> **Record set**
______________________________
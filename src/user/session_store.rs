//! In-memory shopper sessions. Nothing here survives a restart.

use super::permissions::UserRole;
use super::user_models::User;
use crate::scent::ScentProfile;
use crate::shop::{Cart, DiscoverDeck, NotificationInbox, Wishlist};
use rand::Rng;
use rand_distr::Alphanumeric;
use serde::Serialize;
use std::collections::HashMap;
use std::time::{Duration, Instant};
use tracing::{debug, info};

const TOKEN_LENGTH: usize = 64;

pub const DEFAULT_SESSION_IDLE_TIMEOUT: Duration = Duration::from_secs(24 * 3600);
pub const DEFAULT_MAX_SESSIONS: usize = 10_000;

/// Bounds on the session map. Sessions unused for `idle_timeout` are dropped,
/// and once `max_sessions` are open the least recently used one makes room.
#[derive(Clone, Copy, Debug, PartialEq, Eq)]
pub struct SessionLimits {
    pub idle_timeout: Duration,
    pub max_sessions: usize,
}

impl Default for SessionLimits {
    fn default() -> Self {
        SessionLimits {
            idle_timeout: DEFAULT_SESSION_IDLE_TIMEOUT,
            max_sessions: DEFAULT_MAX_SESSIONS,
        }
    }
}

#[derive(Clone, PartialEq, Eq, Hash, Serialize, Debug)]
pub struct SessionToken(pub String);

impl SessionToken {
    pub fn generate() -> SessionToken {
        let rng = rand::rng();
        let random_string: String = rng
            .sample_iter(&Alphanumeric)
            .take(TOKEN_LENGTH)
            .map(char::from)
            .collect();
        SessionToken(random_string)
    }
}

#[derive(Debug)]
pub struct ShopperSession {
    pub token: SessionToken,
    /// None for guest sessions.
    pub user_id: Option<String>,
    pub handle: Option<String>,
    pub role: UserRole,
    pub last_seen: Instant,
    pub profile: ScentProfile,
    pub cart: Cart,
    pub wishlist: Wishlist,
    pub discover: DiscoverDeck,
    pub inbox: NotificationInbox,
}

impl ShopperSession {
    fn new(user: Option<&User>, now: Instant) -> ShopperSession {
        ShopperSession {
            token: SessionToken::generate(),
            user_id: user.map(|u| u.id.clone()),
            handle: user.map(|u| u.handle.clone()),
            role: UserRole::for_premium_flag(user.map(|u| u.is_premium).unwrap_or(false)),
            last_seen: now,
            profile: ScentProfile::new(),
            cart: Cart::default(),
            wishlist: Wishlist::default(),
            discover: DiscoverDeck::default(),
            inbox: NotificationInbox::default(),
        }
    }
}

#[derive(Debug, Default)]
pub struct SessionStore {
    sessions: HashMap<String, ShopperSession>,
    limits: SessionLimits,
}

impl SessionStore {
    pub fn new() -> SessionStore {
        SessionStore::default()
    }

    pub fn with_limits(limits: SessionLimits) -> SessionStore {
        SessionStore {
            sessions: HashMap::new(),
            limits,
        }
    }

    fn is_idle(&self, session: &ShopperSession, now: Instant) -> bool {
        now.saturating_duration_since(session.last_seen) >= self.limits.idle_timeout
    }

    /// Drops every session idle for longer than the timeout, returns how many.
    pub fn prune_idle(&mut self, now: Instant) -> usize {
        let before = self.sessions.len();
        let timeout = self.limits.idle_timeout;
        self.sessions
            .retain(|_, s| now.saturating_duration_since(s.last_seen) < timeout);
        let pruned = before - self.sessions.len();
        if pruned > 0 {
            debug!("Pruned {} idle sessions", pruned);
        }
        pruned
    }

    fn evict_least_recently_seen(&mut self) {
        let oldest = self
            .sessions
            .values()
            .min_by_key(|s| s.last_seen)
            .map(|s| s.token.0.clone());
        if let Some(token) = oldest {
            info!("Session limit of {} reached, evicting the oldest", self.limits.max_sessions);
            self.sessions.remove(&token);
        }
    }

    fn insert(&mut self, session: ShopperSession) -> &ShopperSession {
        self.prune_idle(session.last_seen);
        while !self.sessions.is_empty() && self.sessions.len() >= self.limits.max_sessions {
            self.evict_least_recently_seen();
        }
        let key = session.token.0.clone();
        debug!(
            "Opening session for {}",
            session.handle.as_deref().unwrap_or("guest")
        );
        self.sessions.entry(key).or_insert(session)
    }

    pub fn open_for_user(&mut self, user: &User) -> &ShopperSession {
        self.open_for_user_at(user, Instant::now())
    }

    pub fn open_guest(&mut self) -> &ShopperSession {
        self.open_guest_at(Instant::now())
    }

    fn open_for_user_at(&mut self, user: &User, now: Instant) -> &ShopperSession {
        self.insert(ShopperSession::new(Some(user), now))
    }

    fn open_guest_at(&mut self, now: Instant) -> &ShopperSession {
        self.insert(ShopperSession::new(None, now))
    }

    pub fn get(&self, token: &str) -> Option<&ShopperSession> {
        self.sessions.get(token)
    }

    /// Looks a session up for a request and marks it as used. An idle
    /// session is dropped instead.
    pub fn get_mut(&mut self, token: &str) -> Option<&mut ShopperSession> {
        self.touch(token, Instant::now())
    }

    fn touch(&mut self, token: &str, now: Instant) -> Option<&mut ShopperSession> {
        let idle = self.is_idle(self.sessions.get(token)?, now);
        if idle {
            debug!("Session expired after being idle");
            self.sessions.remove(token);
            return None;
        }
        let session = self.sessions.get_mut(token)?;
        session.last_seen = session.last_seen.max(now);
        Some(session)
    }

    /// Drops a session, returns whether it existed.
    pub fn close(&mut self, token: &str) -> bool {
        self.sessions.remove(token).is_some()
    }

    pub fn len(&self) -> usize {
        self.sessions.len()
    }

    pub fn is_empty(&self) -> bool {
        self.sessions.is_empty()
    }
}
______________________________
> **Assigned task**
What is needed is an exact copy of all the entries.

> **Response to this exercise**
filename src/user/session_store.rs
//! In-memory shopper sessions. Nothing here survives a restart.

use super::permissions::UserRole;
use super::user_models::User;
use crate::scent::ScentProfile;
use crate::shop::{Cart, DiscoverDeck, NotificationInbox, Wishlist};
use rand::Rng;
use rand_distr::Alphanumeric;
use serde::Serialize;
use std::collections::HashMap;
use std::time::{Duration, Instant};
use tracing::{debug, info};

const TOKEN_LENGTH: usize = 64;

pub const DEFAULT_SESSION_IDLE_TIMEOUT: Duration = Duration::from_secs(24 * 3600);
pub const DEFAULT_MAX_SESSIONS: usize = 10_000;

/// Bounds on the session map. Sessions unused for `idle_timeout` are dropped,
/// and once `max_sessions` are open the least recently used one makes room.
#[derive(Clone, Copy, Debug, PartialEq, Eq)]
pub struct SessionLimits {
    pub idle_timeout: Duration,
    pub max_sessions: usize,
}

impl Default for SessionLimits {
    fn default() -> Self {
        SessionLimits {
            idle_timeout: DEFAULT_SESSION_IDLE_TIMEOUT,
            max_sessions: DEFAULT_MAX_SESSIONS,
        }
    }
}

#[derive(Clone, PartialEq, Eq, Hash, Serialize, Debug)]
pub struct SessionToken(pub String);

impl SessionToken {
    pub fn generate() -> SessionToken {
        let rng = rand::rng();
        let random_string: String = rng
            .sample_iter(&Alphanumeric)
            .take(TOKEN_LENGTH)
            .map(char::from)
            .collect();
        SessionToken(random_string)
    }
}

#[derive(Debug)]
pub struct ShopperSession {
    pub token: SessionToken,
    /// None for guest sessions.
    pub user_id: Option<String>,
    pub handle: Option<String>,
    pub role: UserRole,
    pub last_seen: Instant,
    pub profile: ScentProfile,
    pub cart: Cart,
    pub wishlist: Wishlist,
    pub discover: DiscoverDeck,
    pub inbox: NotificationInbox,
}

impl ShopperSession {
    fn new(user: Option<&User>, now: Instant) -> ShopperSession {
        ShopperSession {
            token: SessionToken::generate(),
            user_id: user.map(|u| u.id.clone()),
            handle: user.map(|u| u.handle.clone()),
            role: UserRole::for_premium_flag(user.map(|u| u.is_premium).unwrap_or(false)),
            last_seen: now,
            profile: ScentProfile::new(),
            cart: Cart::default(),
            wishlist: Wishlist::default(),
            discover: DiscoverDeck::default(),
            inbox: NotificationInbox::default(),
        }
    }
}

#[derive(Debug, Default)]
pub struct SessionStore {
    sessions: HashMap<String, ShopperSession>,
    limits: SessionLimits,
}

impl SessionStore {
    pub fn new() -> SessionStore {
        SessionStore::default()
    }

    pub fn with_limits(limits: SessionLimits) -> SessionStore {
        SessionStore {
            sessions: HashMap::new(),
            limits,
        }
    }

    fn is_idle(&self, session: &ShopperSession, now: Instant) -> bool {
        now.saturating_duration_since(session.last_seen) >= self.limits.idle_timeout
    }

    /// Drops every session idle for longer than the timeout, returns how many.
    pub fn prune_idle(&mut self, now: Instant) -> usize {
        let before = self.sessions.len();
        let timeout = self.limits.idle_timeout;
        self.sessions
            .retain(|_, s| now.saturating_duration_since(s.last_seen) < timeout);
        let pruned = before - self.sessions.len();
        if pruned > 0 {
            debug!("Pruned {} idle sessions", pruned);
        }
        pruned
    }

    fn evict_least_recently_seen(&mut self) {
        let oldest = self
            .sessions
            .values()
            .min_by_key(|s| s.last_seen)
            .map(|s| s.token.0.clone());
        if let Some(token) = oldest {
            info!("Session limit of {} reached, evicting the oldest", self.limits.max_sessions);
            self.sessions.remove(&token);
        }
    }

    fn insert(&mut self, session: ShopperSession) -> &ShopperSession {
        self.prune_idle(session.last_seen);
        while !self.sessions.is_empty() && self.sessions.len() >= self.limits.max_sessions {
            self.evict_least_recently_seen();
        }
        let key = session.token.0.clone();
        debug!(
            "Opening session for {}",
            session.handle.as_deref().unwrap_or("guest")
        );
        self.sessions.entry(key).or_insert(session)
    }

    pub fn open_for_user(&mut self, user: &User) -> &ShopperSession {
        self.open_for_user_at(user, Instant::now())
    }

    pub fn open_guest(&mut self) -> &ShopperSession {
        self.open_guest_at(Instant::now())
    }

    fn open_for_user_at(&mut self, user: &User, now: Instant) -> &ShopperSession {
        self.insert(ShopperSession::new(Some(user), now))
    }

    fn open_guest_at(&mut self, now: Instant) -> &ShopperSession {
        self.insert(ShopperSession::new(None, now))
    }

    pub fn get(&self, token: &str) -> Option<&ShopperSession> {
        self.sessions.get(token)
    }

    /// Looks a session up for a request and marks it as used. An idle
    /// session is dropped instead.
    pub fn get_mut(&mut self, token: &str) -> Option<&mut ShopperSession> {
        self.touch(token, Instant::now())
    }

    fn touch(&mut self, token: &str, now: Instant) -> Option<&mut ShopperSession> {
        let idle = self.is_idle(self.sessions.get(token)?, now);
        if idle {
            debug!("Session expired after being idle");
            self.sessions.remove(token);
            return None;
        }
        let session = self.sessions.get_mut(token)?;
        session.last_seen = session.last_seen.max(now);
        Some(session)
    }

    /// Drops a session, returns whether it existed.
    pub fn close(&mut self, token: &str) -> bool {
        self.sessions.remove(token).is_some()
    }

    pub fn len(&self) -> usize {
        self.sessions.len()
    }

    pub fn is_empty(&self) -> bool {
        self.sessions.is_empty()
    }
}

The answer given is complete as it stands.